Monday, October 15, 2012

The Plan



She stares in the mirror, wondering if this is real

Please Lord PLEASE!!! let this just be another nightmare and not the real deal!

PINCH ME! SHAKE ME!! SCREAM! Some type of feel!!

But the longer she stares and watches the tears fall, it confirms that this is not a drill.

Nope, this is the real thing...a NIGHTMARE...her worst fears!

Her best friend has left THIS world. Here comes more tears.

While her spirit knows that her mama has transitioned to a new life full of peace, beauty, and tranquility that's surreal

Her emotions scream, I WANT YOU HERE!

They scream like a toddler snatched out of it's mother's arms...like a eaglet kicked out of the eagles nest

Wings pinned to her back..falling and gasping for breath

Her heart feels like its been stabbed repeatedly with a knife

The world's color seems to be gone. 

Nothing seems exciting anymore

Everything feels wrong

Her laughs are short lived

Her soul feels torn

She knows she must move forward but how does one do that?

How does she go on?

How does one go forth when everywhere she looks, she's reminded of her mom doing this or that?

How does one continue on when they are so broken and wounded?

Can she really survive this ride?

YES. Her Creator says because I'm on your side.
I know the plans I have for you.
I can do all things but fail.
I am your shield.
I am your Rock.
You know my word.
It is not a fairytale.
My word is true.
I am not a man that I should lie.
You can't & won't figure it all out but TRUST that I am on your side.
My ways are not your ways.
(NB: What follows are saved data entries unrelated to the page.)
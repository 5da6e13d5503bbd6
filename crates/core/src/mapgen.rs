//! Procedural mansion generation split into planning, carving, and the
//! composed generator.

pub mod model;

mod carve;
mod generator;
mod grid;
mod layout;

use thiserror::Error;

pub use carve::{VERTICAL_DOOR_OFFSET, VerticalDoorPolicy};
pub use generator::{GeneratorOptions, MansionGenerator};
pub use layout::plan_rooms;
pub use model::{Mansion, RoomDescriptor};

/// Candidate room names, consumed in order.
pub const ROOM_NAMES: [&str; 9] = [
    "Kitchen",
    "Ballroom",
    "Conservatory",
    "DiningRoom",
    "BilliardRoom",
    "Library",
    "Lounge",
    "Hall",
    "Study",
];

#[derive(Debug, Clone, PartialEq, Eq, Error)]
pub enum MapGenError {
    #[error("at least one room must be requested")]
    NoRooms,
    #[error("too many rooms requested: {requested} (only {available} room names available)")]
    TooManyRooms { requested: usize, available: usize },
    #[error("mansion dimensions must be positive and fit i32 coordinates, got {width}x{height}")]
    InvalidDimensions { width: usize, height: usize },
    #[error(
        "room cells of {cell_width}x{cell_height} leave no interior; each cell needs at least 3x3"
    )]
    RoomTooSmall { cell_width: usize, cell_height: usize },
}

pub fn generate_mansion(
    num_rooms: usize,
    width: usize,
    height: usize,
) -> Result<Mansion, MapGenError> {
    MansionGenerator::default().generate(num_rooms, width, height)
}

#[cfg(test)]
mod tests {
    use super::{MansionGenerator, MapGenError};

    #[test]
    fn generate_mansion_matches_default_generator_output() {
        let from_helper = super::generate_mansion(6, 40, 15).expect("valid layout");
        let from_generator = MansionGenerator::default().generate(6, 40, 15).expect("valid layout");

        assert_eq!(from_helper, from_generator);
    }

    #[test]
    fn too_many_rooms_is_an_error_not_a_panic() {
        let err = super::generate_mansion(10, 40, 15).expect_err("only nine names exist");
        assert_eq!(err, MapGenError::TooManyRooms { requested: 10, available: 9 });
        assert!(err.to_string().contains("too many rooms requested"));
    }
}
//! Public data models for the generated mansion and its rooms.

use std::collections::{BTreeMap, BTreeSet, VecDeque};

use crate::types::{Direction, Pos, TileKind};

use super::grid::{in_bounds, tile_index};

/// Geometry and naming for one room. Bounds are inclusive interior tiles.
#[derive(Clone, Debug, PartialEq, Eq)]
pub struct RoomDescriptor {
    pub name: String,
    pub row: usize,
    pub column: usize,
    pub x1: i32,
    pub y1: i32,
    pub x2: i32,
    pub y2: i32,
    pub center_x: i32,
    pub center_y: i32,
}

impl RoomDescriptor {
    pub fn center(&self) -> Pos {
        Pos::new(self.center_x, self.center_y)
    }

    pub fn contains(&self, pos: Pos) -> bool {
        pos.x >= self.x1 && pos.x <= self.x2 && pos.y >= self.y1 && pos.y <= self.y2
    }

    pub fn overlaps(&self, other: &Self) -> bool {
        self.x1 <= other.x2 && self.x2 >= other.x1 && self.y1 <= other.y2 && self.y2 >= other.y1
    }

    pub fn interior(&self) -> impl Iterator<Item = Pos> + '_ {
        (self.y1..=self.y2).flat_map(move |y| (self.x1..=self.x2).map(move |x| Pos::new(x, y)))
    }
}

#[derive(Clone, Debug, PartialEq, Eq)]
pub struct Mansion {
    pub width: usize,
    pub height: usize,
    /// Row-major structural tiles, origin top-left.
    pub tiles: Vec<TileKind>,
    /// Room-name characters embedded in the wall rows.
    pub labels: BTreeMap<Pos, char>,
    pub rooms: Vec<RoomDescriptor>,
    pub room_names: Vec<String>,
}

impl Mansion {
    pub fn in_bounds(&self, pos: Pos) -> bool {
        in_bounds(self.width, self.height, pos)
    }

    /// Out-of-bounds positions read as wall.
    pub fn tile_at(&self, pos: Pos) -> TileKind {
        if !self.in_bounds(pos) {
            return TileKind::Wall;
        }
        self.tiles[tile_index(self.width, pos)]
    }

    /// Whether the player may stand on `pos`. Labels never affect the answer.
    pub fn is_passable(&self, pos: Pos) -> bool {
        self.in_bounds(pos) && self.tile_at(pos).is_passable()
    }

    pub fn label_at(&self, pos: Pos) -> Option<char> {
        self.labels.get(&pos).copied()
    }

    pub fn room_at(&self, pos: Pos) -> Option<&RoomDescriptor> {
        self.rooms.iter().find(|room| room.contains(pos))
    }

    /// Character rendering: `#` wall, `/` door, space floor. Labels are drawn
    /// over wall cells only, so a door is never hidden by a room name.
    pub fn rows(&self) -> Vec<String> {
        (0..self.height)
            .map(|y| {
                (0..self.width)
                    .map(|x| {
                        let pos = Pos::new(x as i32, y as i32);
                        match (self.tile_at(pos), self.label_at(pos)) {
                            (TileKind::Wall, Some(label)) => label,
                            (tile, _) => tile.glyph(),
                        }
                    })
                    .collect()
            })
            .collect()
    }

    pub fn canonical_bytes(&self) -> Vec<u8> {
        let mut bytes = Vec::new();
        bytes.extend((self.width as u32).to_le_bytes());
        bytes.extend((self.height as u32).to_le_bytes());
        for tile in &self.tiles {
            bytes.push(match tile {
                TileKind::Wall => 0,
                TileKind::Floor => 1,
                TileKind::Door => 2,
            });
        }

        bytes.extend((self.labels.len() as u32).to_le_bytes());
        for (pos, label) in &self.labels {
            bytes.extend(pos.y.to_le_bytes());
            bytes.extend(pos.x.to_le_bytes());
            bytes.extend((*label as u32).to_le_bytes());
        }

        bytes.extend((self.rooms.len() as u32).to_le_bytes());
        for room in &self.rooms {
            for value in [room.x1, room.y1, room.x2, room.y2, room.center_x, room.center_y] {
                bytes.extend(value.to_le_bytes());
            }
            bytes.extend((room.name.len() as u32).to_le_bytes());
            bytes.extend(room.name.as_bytes());
        }

        bytes
    }

    /// Indices of rooms whose interiors cannot be reached from `start` by
    /// orthogonal steps over passable tiles.
    pub fn unreachable_rooms(&self, start: Pos) -> Vec<usize> {
        let reachable = self.reachable_from(start);
        self.rooms
            .iter()
            .enumerate()
            .filter(|(_, room)| !reachable.contains(&room.center()))
            .map(|(index, _)| index)
            .collect()
    }

    /// Shortest sequence of steps from `start` to `goal` over passable tiles.
    pub fn route(&self, start: Pos, goal: Pos) -> Option<Vec<Direction>> {
        if !self.is_passable(start) || !self.is_passable(goal) {
            return None;
        }

        let parents = self.explore(start, Some(goal));
        if !parents.contains_key(&goal) {
            return None;
        }

        let mut steps = Vec::new();
        let mut cursor = goal;
        while let Some(&Some((previous, direction))) = parents.get(&cursor) {
            steps.push(direction);
            cursor = previous;
        }
        steps.reverse();
        Some(steps)
    }

    fn reachable_from(&self, start: Pos) -> BTreeSet<Pos> {
        if !self.is_passable(start) {
            return BTreeSet::new();
        }
        self.explore(start, None).into_keys().collect()
    }

    /// Breadth-first search recording how each visited tile was entered.
    fn explore(&self, start: Pos, goal: Option<Pos>) -> BTreeMap<Pos, Option<(Pos, Direction)>> {
        let mut open = VecDeque::from([start]);
        let mut parents = BTreeMap::from([(start, None)]);
        while let Some(pos) = open.pop_front() {
            if Some(pos) == goal {
                break;
            }
            for direction in Direction::ALL {
                let next = pos.offset(direction);
                if parents.contains_key(&next) || !self.is_passable(next) {
                    continue;
                }
                parents.insert(next, Some((pos, direction)));
                open.push_back(next);
            }
        }
        parents
    }
}

#[cfg(test)]
mod tests {
    use super::*;

    fn sample_room() -> RoomDescriptor {
        RoomDescriptor {
            name: "Study".to_string(),
            row: 0,
            column: 0,
            x1: 2,
            y1: 3,
            x2: 4,
            y2: 5,
            center_x: 3,
            center_y: 4,
        }
    }

    #[test]
    fn interior_visits_every_tile_once_in_row_major_order() {
        let room = sample_room();
        let tiles: Vec<Pos> = room.interior().collect();
        assert_eq!(tiles.len(), 9);
        assert_eq!(tiles.first(), Some(&Pos::new(2, 3)));
        assert_eq!(tiles.last(), Some(&Pos::new(4, 5)));
        assert!(tiles.iter().all(|&pos| room.contains(pos)));
    }

    #[test]
    fn overlap_detection_is_inclusive() {
        let room = sample_room();
        let touching = RoomDescriptor { x1: 4, x2: 6, ..sample_room() };
        let apart = RoomDescriptor { x1: 5, x2: 6, ..sample_room() };
        assert!(room.overlaps(&touching));
        assert!(!room.overlaps(&apart));
    }

    #[test]
    fn out_of_bounds_reads_as_impassable_wall() {
        let mansion = Mansion {
            width: 3,
            height: 2,
            tiles: vec![TileKind::Floor; 6],
            labels: BTreeMap::new(),
            rooms: Vec::new(),
            room_names: Vec::new(),
        };
        assert_eq!(mansion.tile_at(Pos::new(-1, 0)), TileKind::Wall);
        assert_eq!(mansion.tile_at(Pos::new(3, 0)), TileKind::Wall);
        assert!(!mansion.is_passable(Pos::new(0, 2)));
        assert!(mansion.is_passable(Pos::new(2, 1)));
    }

    #[test]
    fn route_walks_around_walls_and_rejects_solid_goals() {
        let mansion = Mansion {
            width: 3,
            height: 3,
            tiles: vec![
                TileKind::Floor,
                TileKind::Wall,
                TileKind::Floor,
                TileKind::Floor,
                TileKind::Wall,
                TileKind::Floor,
                TileKind::Floor,
                TileKind::Door,
                TileKind::Floor,
            ],
            labels: BTreeMap::new(),
            rooms: Vec::new(),
            room_names: Vec::new(),
        };

        let steps = mansion.route(Pos::new(0, 0), Pos::new(2, 0)).expect("path via the door");
        assert_eq!(
            steps,
            vec![
                Direction::Down,
                Direction::Down,
                Direction::Right,
                Direction::Right,
                Direction::Up,
                Direction::Up,
            ]
        );
        assert_eq!(mansion.route(Pos::new(0, 0), Pos::new(0, 0)), Some(Vec::new()));
        assert!(mansion.route(Pos::new(0, 0), Pos::new(1, 0)).is_none());
    }

    #[test]
    fn labels_render_over_walls_but_not_over_doors() {
        let mansion = Mansion {
            width: 3,
            height: 1,
            tiles: vec![TileKind::Wall, TileKind::Door, TileKind::Floor],
            labels: BTreeMap::from([
                (Pos::new(0, 0), 'H'),
                (Pos::new(1, 0), 'a'),
                (Pos::new(2, 0), 'l'),
            ]),
            rooms: Vec::new(),
            room_names: Vec::new(),
        };
        assert_eq!(mansion.rows(), vec!["H/ ".to_string()]);
        assert!(!mansion.is_passable(Pos::new(0, 0)), "a label never makes a wall passable");
    }
}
My thoughts are not your thoughts.
Don't be afraid.
I will give you joy for your sorrows and hope for your tomorrows.
I'll give you strength for EVERYTHING that you go through.
You know why?
Its because I know the plans I have for you.
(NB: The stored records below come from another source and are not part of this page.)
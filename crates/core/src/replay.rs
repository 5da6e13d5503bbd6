use thiserror::Error;

use crate::journal::{InputJournal, InputPayload};
use crate::session::{Session, SessionError};
use crate::types::{Pos, Verdict};

#[derive(Debug, PartialEq, Eq, Error)]
pub enum ReplayError {
    #[error("could not start the recorded session: {0}")]
    Setup(#[from] SessionError),
    #[error("recorded input {seq} was rejected: {source}")]
    Rejected { seq: u64, source: SessionError },
}

#[derive(Debug, PartialEq, Eq)]
pub struct ReplayResult {
    pub final_pos: Pos,
    /// Verdict of the last accusation, if any was made.
    pub verdict: Option<Verdict>,
    pub solved: bool,
    pub snapshot_hash: u64,
    pub inputs_applied: usize,
}

pub fn replay_to_end(journal: &InputJournal) -> Result<ReplayResult, ReplayError> {
    let mut session = Session::new(journal.seed, &journal.config)?;
    let mut verdict = None;

    for record in &journal.inputs {
        let rejected = |source| ReplayError::Rejected { seq: record.seq, source };
        match &record.payload {
            InputPayload::Move { direction } => {
                session.step(*direction).map_err(rejected)?;
            }
            InputPayload::Accuse { weapon } => {
                verdict = Some(session.accuse(weapon).map_err(rejected)?);
            }
        }
    }

    Ok(ReplayResult {
        final_pos: session.player(),
        verdict,
        solved: session.is_solved(),
        snapshot_hash: session.snapshot_hash(),
        inputs_applied: journal.inputs.len(),
    })
}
I dedicate this to you mama. I love you so much. I miss you so much but I know that with much prayer and many, many more days & nights of tears, God will continue to strengthen me and I will be able to get through this. I'm pressing through and "bearing down" like you always told me to do when things get painful and rough. I'm glad that God picked you to be my mama. I'm glad that he gave me a chance to hug and kiss all around your face and head and tell you how much I love you and you tell me back. I couldn't ask for anyone better. I'll do my best to make you proud. I'm sure I have alot more inside of me to write because they say the best work comes from a place of pain and heartache so through this extreme pain, I'll continue to write. I'll see you on the other side and we can talk all about it and joke again. ~Nata B.